[SUPPLIED INFORMATION]
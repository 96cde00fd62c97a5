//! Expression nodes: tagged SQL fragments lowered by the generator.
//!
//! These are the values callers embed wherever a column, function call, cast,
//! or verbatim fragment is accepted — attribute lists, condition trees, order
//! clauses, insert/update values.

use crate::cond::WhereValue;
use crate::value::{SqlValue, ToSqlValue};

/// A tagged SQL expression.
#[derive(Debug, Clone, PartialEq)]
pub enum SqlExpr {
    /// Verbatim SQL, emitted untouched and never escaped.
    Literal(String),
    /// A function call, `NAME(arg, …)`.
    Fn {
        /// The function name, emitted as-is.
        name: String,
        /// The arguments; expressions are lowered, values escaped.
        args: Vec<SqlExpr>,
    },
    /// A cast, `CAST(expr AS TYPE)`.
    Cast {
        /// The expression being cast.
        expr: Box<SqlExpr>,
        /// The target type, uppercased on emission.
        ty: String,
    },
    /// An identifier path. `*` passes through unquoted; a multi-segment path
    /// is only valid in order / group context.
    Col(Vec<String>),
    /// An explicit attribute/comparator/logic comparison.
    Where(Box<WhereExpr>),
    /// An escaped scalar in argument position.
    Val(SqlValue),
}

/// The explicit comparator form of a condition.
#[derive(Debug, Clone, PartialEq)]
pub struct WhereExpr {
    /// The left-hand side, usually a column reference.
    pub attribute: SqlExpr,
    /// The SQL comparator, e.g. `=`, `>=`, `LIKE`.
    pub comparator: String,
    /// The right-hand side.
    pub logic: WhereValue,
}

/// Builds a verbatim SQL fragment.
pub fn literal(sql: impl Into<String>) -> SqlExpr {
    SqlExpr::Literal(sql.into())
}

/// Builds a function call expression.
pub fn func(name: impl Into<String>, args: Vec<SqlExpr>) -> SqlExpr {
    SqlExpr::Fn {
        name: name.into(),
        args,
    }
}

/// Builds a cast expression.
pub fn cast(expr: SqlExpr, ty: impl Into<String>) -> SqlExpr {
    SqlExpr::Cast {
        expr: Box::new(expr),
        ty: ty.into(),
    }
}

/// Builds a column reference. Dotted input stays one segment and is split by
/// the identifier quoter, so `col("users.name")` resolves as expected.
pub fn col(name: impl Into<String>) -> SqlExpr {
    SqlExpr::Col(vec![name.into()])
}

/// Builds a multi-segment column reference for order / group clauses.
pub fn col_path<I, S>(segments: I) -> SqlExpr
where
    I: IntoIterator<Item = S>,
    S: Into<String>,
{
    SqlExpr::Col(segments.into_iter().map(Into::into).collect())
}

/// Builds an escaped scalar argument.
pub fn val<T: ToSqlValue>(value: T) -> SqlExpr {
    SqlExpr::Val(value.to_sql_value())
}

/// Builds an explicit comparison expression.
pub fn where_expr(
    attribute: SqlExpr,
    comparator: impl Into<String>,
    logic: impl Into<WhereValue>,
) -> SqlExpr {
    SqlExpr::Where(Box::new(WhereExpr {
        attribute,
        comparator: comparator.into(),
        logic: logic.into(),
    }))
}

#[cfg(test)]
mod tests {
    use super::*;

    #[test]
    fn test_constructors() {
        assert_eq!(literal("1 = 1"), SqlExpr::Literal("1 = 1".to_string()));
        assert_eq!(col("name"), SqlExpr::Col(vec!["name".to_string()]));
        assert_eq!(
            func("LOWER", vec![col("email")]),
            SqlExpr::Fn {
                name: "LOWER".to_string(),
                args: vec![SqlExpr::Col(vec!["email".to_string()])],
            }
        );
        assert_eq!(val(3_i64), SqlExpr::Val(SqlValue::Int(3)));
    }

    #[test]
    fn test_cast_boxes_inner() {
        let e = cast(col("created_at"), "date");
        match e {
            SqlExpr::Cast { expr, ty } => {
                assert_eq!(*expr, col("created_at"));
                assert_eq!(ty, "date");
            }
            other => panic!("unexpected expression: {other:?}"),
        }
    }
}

...

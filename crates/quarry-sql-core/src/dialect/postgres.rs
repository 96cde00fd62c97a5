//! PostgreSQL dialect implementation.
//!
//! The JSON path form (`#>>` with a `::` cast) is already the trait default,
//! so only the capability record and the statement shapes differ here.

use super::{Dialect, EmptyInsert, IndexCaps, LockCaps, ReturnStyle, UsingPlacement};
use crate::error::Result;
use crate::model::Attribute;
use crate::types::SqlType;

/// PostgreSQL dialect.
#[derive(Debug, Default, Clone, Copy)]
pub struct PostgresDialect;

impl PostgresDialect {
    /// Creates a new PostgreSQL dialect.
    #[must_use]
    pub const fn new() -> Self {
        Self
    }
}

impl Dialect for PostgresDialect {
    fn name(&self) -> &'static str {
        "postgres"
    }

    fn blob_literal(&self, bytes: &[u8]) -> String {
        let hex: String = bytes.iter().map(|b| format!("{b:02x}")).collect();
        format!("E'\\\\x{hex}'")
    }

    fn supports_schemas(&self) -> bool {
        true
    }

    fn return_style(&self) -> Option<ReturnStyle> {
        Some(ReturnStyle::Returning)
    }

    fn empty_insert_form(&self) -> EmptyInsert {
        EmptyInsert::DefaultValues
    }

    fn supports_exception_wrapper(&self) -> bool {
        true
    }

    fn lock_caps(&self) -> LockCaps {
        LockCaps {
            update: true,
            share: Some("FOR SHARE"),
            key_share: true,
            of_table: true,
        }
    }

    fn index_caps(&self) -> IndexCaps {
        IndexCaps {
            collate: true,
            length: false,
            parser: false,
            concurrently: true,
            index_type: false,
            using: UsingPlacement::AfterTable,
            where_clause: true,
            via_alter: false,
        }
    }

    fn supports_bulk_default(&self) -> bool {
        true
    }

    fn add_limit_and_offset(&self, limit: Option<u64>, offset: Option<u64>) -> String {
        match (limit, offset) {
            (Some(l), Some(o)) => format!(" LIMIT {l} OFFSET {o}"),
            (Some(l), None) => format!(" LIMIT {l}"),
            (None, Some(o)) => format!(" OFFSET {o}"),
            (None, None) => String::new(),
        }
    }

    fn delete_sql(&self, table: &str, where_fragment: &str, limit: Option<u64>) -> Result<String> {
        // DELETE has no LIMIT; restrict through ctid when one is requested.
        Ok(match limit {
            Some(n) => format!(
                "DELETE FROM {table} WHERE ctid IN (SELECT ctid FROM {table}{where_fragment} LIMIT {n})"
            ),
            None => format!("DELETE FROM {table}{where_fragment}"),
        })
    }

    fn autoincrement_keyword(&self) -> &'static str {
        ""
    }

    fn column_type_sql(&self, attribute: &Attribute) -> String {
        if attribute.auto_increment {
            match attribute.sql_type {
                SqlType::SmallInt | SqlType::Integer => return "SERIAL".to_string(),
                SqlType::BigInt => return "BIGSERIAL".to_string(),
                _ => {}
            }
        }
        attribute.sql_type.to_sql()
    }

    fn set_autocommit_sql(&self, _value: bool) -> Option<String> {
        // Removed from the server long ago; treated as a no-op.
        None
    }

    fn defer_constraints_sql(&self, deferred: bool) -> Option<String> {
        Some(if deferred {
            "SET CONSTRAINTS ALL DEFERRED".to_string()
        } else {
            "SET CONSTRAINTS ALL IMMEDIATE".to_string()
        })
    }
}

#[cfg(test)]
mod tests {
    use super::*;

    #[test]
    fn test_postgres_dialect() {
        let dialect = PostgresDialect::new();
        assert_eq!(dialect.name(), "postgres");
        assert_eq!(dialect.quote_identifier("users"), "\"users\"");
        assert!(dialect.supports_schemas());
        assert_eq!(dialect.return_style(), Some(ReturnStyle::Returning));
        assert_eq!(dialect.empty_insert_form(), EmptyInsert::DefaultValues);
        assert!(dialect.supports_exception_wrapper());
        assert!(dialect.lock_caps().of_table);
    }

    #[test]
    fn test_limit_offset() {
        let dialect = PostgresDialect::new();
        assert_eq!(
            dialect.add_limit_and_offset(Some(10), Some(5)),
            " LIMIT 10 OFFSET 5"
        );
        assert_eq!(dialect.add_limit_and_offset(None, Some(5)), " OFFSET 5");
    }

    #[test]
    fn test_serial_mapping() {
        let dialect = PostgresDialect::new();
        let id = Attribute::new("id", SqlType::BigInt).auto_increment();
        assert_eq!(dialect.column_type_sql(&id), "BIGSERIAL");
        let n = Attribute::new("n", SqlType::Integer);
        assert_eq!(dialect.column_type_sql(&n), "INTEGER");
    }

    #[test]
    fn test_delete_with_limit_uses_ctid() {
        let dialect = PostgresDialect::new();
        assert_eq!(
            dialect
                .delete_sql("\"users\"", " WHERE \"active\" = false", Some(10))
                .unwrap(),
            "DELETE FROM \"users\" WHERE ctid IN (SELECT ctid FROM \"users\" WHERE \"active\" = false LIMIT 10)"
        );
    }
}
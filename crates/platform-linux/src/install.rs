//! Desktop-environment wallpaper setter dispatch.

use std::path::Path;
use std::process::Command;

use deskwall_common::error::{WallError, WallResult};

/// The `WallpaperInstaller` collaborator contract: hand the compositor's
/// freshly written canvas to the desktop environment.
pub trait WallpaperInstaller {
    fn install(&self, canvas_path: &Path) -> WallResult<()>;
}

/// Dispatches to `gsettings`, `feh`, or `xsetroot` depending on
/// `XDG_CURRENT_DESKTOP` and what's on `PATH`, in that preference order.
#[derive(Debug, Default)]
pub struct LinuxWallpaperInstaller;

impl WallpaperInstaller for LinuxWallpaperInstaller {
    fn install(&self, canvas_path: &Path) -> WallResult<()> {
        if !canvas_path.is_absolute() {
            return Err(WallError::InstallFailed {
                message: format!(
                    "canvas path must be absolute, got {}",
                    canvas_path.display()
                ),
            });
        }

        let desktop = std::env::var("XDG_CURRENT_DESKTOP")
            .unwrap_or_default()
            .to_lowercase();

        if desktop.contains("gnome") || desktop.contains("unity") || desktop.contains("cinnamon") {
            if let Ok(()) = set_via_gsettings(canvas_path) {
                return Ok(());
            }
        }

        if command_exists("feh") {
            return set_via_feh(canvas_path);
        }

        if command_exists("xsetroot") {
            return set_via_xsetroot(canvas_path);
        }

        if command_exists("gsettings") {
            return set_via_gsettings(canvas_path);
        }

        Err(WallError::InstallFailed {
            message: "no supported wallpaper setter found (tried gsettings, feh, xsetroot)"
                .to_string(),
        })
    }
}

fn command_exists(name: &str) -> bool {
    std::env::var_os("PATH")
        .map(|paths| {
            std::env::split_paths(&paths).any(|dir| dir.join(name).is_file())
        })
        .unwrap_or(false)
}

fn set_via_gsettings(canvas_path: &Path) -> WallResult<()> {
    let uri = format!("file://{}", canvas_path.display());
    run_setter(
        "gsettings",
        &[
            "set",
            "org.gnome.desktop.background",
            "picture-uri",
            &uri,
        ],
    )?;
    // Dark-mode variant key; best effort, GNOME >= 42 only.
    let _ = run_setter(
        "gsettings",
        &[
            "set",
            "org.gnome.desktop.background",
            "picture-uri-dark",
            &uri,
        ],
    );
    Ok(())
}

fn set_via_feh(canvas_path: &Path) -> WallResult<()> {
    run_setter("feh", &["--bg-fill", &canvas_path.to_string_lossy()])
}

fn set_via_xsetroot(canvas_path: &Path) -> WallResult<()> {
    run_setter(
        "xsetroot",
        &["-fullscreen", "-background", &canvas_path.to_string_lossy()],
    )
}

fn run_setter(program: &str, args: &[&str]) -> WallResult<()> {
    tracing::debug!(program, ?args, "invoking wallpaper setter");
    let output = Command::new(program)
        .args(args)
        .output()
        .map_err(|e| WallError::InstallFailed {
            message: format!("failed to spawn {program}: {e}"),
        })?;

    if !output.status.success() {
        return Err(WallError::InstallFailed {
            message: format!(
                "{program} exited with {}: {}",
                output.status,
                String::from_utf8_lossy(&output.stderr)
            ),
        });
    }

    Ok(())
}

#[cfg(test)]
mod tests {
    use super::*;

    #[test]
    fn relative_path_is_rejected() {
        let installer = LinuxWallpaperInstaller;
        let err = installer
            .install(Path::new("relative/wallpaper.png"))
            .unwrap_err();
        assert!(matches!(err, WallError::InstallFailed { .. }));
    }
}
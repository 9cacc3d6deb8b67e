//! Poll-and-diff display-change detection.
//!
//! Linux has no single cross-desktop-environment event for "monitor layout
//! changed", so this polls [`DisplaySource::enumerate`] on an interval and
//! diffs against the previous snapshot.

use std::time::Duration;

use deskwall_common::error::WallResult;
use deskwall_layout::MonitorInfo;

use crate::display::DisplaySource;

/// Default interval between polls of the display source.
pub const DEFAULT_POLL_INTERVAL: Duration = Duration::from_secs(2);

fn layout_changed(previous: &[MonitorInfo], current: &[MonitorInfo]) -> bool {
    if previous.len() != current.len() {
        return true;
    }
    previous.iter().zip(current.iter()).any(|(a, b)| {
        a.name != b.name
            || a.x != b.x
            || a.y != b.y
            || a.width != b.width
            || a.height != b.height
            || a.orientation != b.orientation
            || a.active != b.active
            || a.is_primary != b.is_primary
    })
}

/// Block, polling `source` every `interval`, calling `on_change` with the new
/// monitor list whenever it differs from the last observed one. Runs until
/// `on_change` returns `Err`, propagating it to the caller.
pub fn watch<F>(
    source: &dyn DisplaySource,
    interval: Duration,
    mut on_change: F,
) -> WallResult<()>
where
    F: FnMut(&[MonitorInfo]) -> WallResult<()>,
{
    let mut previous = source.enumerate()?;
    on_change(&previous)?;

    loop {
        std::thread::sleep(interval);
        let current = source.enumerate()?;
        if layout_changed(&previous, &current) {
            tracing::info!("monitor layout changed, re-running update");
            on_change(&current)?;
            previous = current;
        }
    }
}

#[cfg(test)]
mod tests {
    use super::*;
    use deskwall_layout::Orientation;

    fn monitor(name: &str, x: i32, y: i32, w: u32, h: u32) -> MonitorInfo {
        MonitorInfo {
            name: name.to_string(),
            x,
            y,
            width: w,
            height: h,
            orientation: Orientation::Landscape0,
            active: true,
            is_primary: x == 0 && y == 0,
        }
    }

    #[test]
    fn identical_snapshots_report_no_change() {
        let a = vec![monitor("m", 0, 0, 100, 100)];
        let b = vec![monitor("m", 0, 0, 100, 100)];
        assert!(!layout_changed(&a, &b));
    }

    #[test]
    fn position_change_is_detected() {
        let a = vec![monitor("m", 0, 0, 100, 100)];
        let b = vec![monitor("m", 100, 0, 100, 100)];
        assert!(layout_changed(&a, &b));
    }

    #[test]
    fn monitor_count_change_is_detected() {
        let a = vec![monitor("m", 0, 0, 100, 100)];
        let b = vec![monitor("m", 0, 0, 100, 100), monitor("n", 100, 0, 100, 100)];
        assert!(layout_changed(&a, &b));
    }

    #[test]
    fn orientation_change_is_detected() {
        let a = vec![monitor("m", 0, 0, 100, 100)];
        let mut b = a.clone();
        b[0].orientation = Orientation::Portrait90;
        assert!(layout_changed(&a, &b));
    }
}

[THE PROBLEM] Return only the lines of the records in which the string "SELECT" appears.

[EXERCISE OUTPUT]
                "DELETE FROM {table} WHERE ctid IN (SELECT ctid FROM {table}{where_fragment} LIMIT {n})"
            "DELETE FROM \"users\" WHERE ctid IN (SELECT ctid FROM \"users\" WHERE \"active\" = false LIMIT 10)"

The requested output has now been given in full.